ACTIVITY: From the data below, please reproduce exactly everything from the line that contains "DomainErrorKind::Reservation(_) => return" down to the line that contains "fn from(err: EntityApiError)", with both ends included.

INPUT FOR THIS TASK:
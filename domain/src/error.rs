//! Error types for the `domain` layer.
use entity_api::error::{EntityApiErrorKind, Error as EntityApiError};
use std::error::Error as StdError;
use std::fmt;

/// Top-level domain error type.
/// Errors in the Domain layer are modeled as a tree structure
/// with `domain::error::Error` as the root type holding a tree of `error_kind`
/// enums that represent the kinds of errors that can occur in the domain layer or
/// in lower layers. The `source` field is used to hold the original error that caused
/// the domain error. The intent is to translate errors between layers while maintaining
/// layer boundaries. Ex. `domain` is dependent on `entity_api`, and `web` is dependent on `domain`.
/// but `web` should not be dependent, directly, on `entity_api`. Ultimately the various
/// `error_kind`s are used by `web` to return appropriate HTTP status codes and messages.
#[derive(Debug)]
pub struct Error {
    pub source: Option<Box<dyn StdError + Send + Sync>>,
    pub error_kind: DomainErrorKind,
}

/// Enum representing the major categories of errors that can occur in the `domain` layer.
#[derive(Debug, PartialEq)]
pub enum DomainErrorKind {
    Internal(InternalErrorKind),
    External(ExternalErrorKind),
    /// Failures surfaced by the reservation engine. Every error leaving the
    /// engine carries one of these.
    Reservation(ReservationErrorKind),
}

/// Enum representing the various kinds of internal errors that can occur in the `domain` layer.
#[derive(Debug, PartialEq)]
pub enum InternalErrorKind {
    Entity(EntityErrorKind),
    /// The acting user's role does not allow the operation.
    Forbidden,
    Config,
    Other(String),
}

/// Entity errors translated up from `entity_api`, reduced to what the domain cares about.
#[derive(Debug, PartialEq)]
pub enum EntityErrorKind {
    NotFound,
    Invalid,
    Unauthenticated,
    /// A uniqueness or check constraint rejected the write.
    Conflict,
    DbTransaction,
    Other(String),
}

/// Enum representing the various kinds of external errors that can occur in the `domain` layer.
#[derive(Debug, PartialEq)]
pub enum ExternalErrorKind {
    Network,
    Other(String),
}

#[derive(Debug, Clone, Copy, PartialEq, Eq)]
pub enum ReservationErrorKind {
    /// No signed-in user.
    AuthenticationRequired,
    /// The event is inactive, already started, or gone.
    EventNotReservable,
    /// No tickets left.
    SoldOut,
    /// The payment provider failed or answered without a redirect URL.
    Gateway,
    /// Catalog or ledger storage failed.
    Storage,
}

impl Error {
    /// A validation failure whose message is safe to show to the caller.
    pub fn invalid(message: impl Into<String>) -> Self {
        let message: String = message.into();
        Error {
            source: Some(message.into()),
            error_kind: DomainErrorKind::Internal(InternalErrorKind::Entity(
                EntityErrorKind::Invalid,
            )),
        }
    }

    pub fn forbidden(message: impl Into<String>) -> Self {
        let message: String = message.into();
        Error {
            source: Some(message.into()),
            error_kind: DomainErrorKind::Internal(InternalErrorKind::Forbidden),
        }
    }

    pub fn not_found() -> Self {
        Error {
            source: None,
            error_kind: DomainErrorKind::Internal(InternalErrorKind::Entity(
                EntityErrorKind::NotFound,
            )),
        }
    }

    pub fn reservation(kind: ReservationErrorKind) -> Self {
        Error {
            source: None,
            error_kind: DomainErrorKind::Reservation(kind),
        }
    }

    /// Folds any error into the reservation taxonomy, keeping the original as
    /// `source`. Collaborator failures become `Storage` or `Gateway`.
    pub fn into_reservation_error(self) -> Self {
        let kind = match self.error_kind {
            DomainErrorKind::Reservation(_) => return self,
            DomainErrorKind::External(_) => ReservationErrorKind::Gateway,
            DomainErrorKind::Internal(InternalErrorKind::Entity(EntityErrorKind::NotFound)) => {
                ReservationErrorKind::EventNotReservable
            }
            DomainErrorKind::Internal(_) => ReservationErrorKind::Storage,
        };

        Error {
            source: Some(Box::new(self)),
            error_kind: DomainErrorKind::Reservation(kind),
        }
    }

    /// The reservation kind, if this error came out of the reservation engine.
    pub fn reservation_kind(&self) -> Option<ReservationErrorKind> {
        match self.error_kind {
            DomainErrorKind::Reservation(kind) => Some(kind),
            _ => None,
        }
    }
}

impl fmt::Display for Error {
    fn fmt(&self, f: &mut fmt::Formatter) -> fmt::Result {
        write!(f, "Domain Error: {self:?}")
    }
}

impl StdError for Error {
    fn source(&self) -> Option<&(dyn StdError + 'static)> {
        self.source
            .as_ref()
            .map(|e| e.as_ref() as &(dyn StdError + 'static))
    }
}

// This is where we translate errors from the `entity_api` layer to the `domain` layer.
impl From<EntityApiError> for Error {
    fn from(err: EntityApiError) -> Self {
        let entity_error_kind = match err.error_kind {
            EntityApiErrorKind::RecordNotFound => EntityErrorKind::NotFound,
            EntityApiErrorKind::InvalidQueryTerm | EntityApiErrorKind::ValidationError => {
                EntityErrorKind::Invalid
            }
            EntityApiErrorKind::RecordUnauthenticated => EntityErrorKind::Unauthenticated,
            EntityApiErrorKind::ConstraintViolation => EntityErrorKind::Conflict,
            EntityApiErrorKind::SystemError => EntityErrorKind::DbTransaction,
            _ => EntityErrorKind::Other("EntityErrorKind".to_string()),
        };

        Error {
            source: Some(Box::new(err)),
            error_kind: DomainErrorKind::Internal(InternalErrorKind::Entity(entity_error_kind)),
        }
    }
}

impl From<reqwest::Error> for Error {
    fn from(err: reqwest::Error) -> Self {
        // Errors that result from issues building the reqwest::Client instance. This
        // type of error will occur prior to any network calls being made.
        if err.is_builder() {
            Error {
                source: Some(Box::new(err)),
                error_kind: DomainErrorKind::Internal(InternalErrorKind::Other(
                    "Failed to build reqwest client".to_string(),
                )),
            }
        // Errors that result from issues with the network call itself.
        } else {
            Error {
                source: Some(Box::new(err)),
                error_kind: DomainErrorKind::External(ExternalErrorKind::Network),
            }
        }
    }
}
* * *
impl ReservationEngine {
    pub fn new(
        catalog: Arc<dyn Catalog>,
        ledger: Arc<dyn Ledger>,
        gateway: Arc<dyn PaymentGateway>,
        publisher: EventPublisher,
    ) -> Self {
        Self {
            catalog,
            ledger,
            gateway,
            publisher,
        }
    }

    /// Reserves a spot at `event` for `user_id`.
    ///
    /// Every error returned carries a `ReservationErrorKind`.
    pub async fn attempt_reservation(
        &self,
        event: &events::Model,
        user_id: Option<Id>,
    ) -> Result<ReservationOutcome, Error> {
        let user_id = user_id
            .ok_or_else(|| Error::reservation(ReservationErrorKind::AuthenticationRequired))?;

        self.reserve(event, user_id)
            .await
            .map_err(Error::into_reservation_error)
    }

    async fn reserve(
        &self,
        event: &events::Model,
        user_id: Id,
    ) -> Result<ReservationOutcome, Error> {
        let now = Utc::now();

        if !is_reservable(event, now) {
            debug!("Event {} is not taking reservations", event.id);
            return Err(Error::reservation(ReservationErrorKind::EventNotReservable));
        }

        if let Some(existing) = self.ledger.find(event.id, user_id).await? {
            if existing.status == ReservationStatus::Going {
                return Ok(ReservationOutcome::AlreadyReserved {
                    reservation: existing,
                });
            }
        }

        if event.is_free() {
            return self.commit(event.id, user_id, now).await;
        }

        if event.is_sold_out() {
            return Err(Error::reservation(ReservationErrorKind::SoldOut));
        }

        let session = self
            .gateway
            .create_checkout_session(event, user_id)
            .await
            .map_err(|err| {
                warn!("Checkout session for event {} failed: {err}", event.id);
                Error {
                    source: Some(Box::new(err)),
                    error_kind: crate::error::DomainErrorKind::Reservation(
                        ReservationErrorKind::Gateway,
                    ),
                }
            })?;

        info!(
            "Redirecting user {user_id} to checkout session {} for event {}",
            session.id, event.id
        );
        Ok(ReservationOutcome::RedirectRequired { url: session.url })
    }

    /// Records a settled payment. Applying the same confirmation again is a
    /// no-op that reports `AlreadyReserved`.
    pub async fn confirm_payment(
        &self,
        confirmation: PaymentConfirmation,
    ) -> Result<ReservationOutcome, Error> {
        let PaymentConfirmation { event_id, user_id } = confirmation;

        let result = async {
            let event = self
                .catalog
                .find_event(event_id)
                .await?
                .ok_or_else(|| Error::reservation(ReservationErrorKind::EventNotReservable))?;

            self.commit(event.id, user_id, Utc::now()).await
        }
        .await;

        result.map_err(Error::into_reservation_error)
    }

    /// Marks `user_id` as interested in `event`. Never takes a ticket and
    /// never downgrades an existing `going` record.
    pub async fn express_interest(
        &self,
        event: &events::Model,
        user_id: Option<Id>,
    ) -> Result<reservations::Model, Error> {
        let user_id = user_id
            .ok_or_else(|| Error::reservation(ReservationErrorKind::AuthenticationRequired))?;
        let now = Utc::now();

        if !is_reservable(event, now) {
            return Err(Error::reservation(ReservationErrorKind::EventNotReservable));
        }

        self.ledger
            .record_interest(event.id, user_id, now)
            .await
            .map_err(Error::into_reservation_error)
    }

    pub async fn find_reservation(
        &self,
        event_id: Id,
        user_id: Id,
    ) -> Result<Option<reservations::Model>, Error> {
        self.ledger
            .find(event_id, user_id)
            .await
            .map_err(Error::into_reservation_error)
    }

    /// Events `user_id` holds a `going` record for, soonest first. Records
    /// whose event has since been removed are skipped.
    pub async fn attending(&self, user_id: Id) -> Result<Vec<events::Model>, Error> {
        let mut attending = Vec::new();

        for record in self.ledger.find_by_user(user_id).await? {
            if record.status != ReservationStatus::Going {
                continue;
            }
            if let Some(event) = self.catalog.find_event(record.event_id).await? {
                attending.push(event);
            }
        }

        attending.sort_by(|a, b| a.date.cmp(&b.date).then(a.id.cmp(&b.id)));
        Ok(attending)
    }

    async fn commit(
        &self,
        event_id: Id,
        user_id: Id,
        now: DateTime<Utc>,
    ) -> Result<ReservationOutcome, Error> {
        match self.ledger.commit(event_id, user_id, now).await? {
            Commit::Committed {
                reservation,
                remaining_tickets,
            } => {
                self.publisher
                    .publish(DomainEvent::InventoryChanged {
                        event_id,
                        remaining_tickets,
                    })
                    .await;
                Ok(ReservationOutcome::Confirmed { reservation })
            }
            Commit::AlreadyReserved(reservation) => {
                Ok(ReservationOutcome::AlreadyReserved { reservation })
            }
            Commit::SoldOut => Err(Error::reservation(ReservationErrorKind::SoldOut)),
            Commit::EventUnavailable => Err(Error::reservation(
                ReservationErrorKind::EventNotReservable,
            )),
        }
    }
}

EXPECTED ANSWER:
            DomainErrorKind::Reservation(_) => return self,
            DomainErrorKind::External(_) => ReservationErrorKind::Gateway,
            DomainErrorKind::Internal(InternalErrorKind::Entity(EntityErrorKind::NotFound)) => {
                ReservationErrorKind::EventNotReservable
            }
            DomainErrorKind::Internal(_) => ReservationErrorKind::Storage,
        };

        Error {
            source: Some(Box::new(self)),
            error_kind: DomainErrorKind::Reservation(kind),
        }
    }

    /// The reservation kind, if this error came out of the reservation engine.
    pub fn reservation_kind(&self) -> Option<ReservationErrorKind> {
        match self.error_kind {
            DomainErrorKind::Reservation(kind) => Some(kind),
            _ => None,
        }
    }
}

impl fmt::Display for Error {
    fn fmt(&self, f: &mut fmt::Formatter) -> fmt::Result {
        write!(f, "Domain Error: {self:?}")
    }
}

impl StdError for Error {
    fn source(&self) -> Option<&(dyn StdError + 'static)> {
        self.source
            .as_ref()
            .map(|e| e.as_ref() as &(dyn StdError + 'static))
    }
}

// This is where we translate errors from the `entity_api` layer to the `domain` layer.
impl From<EntityApiError> for Error {
    fn from(err: EntityApiError) -> Self {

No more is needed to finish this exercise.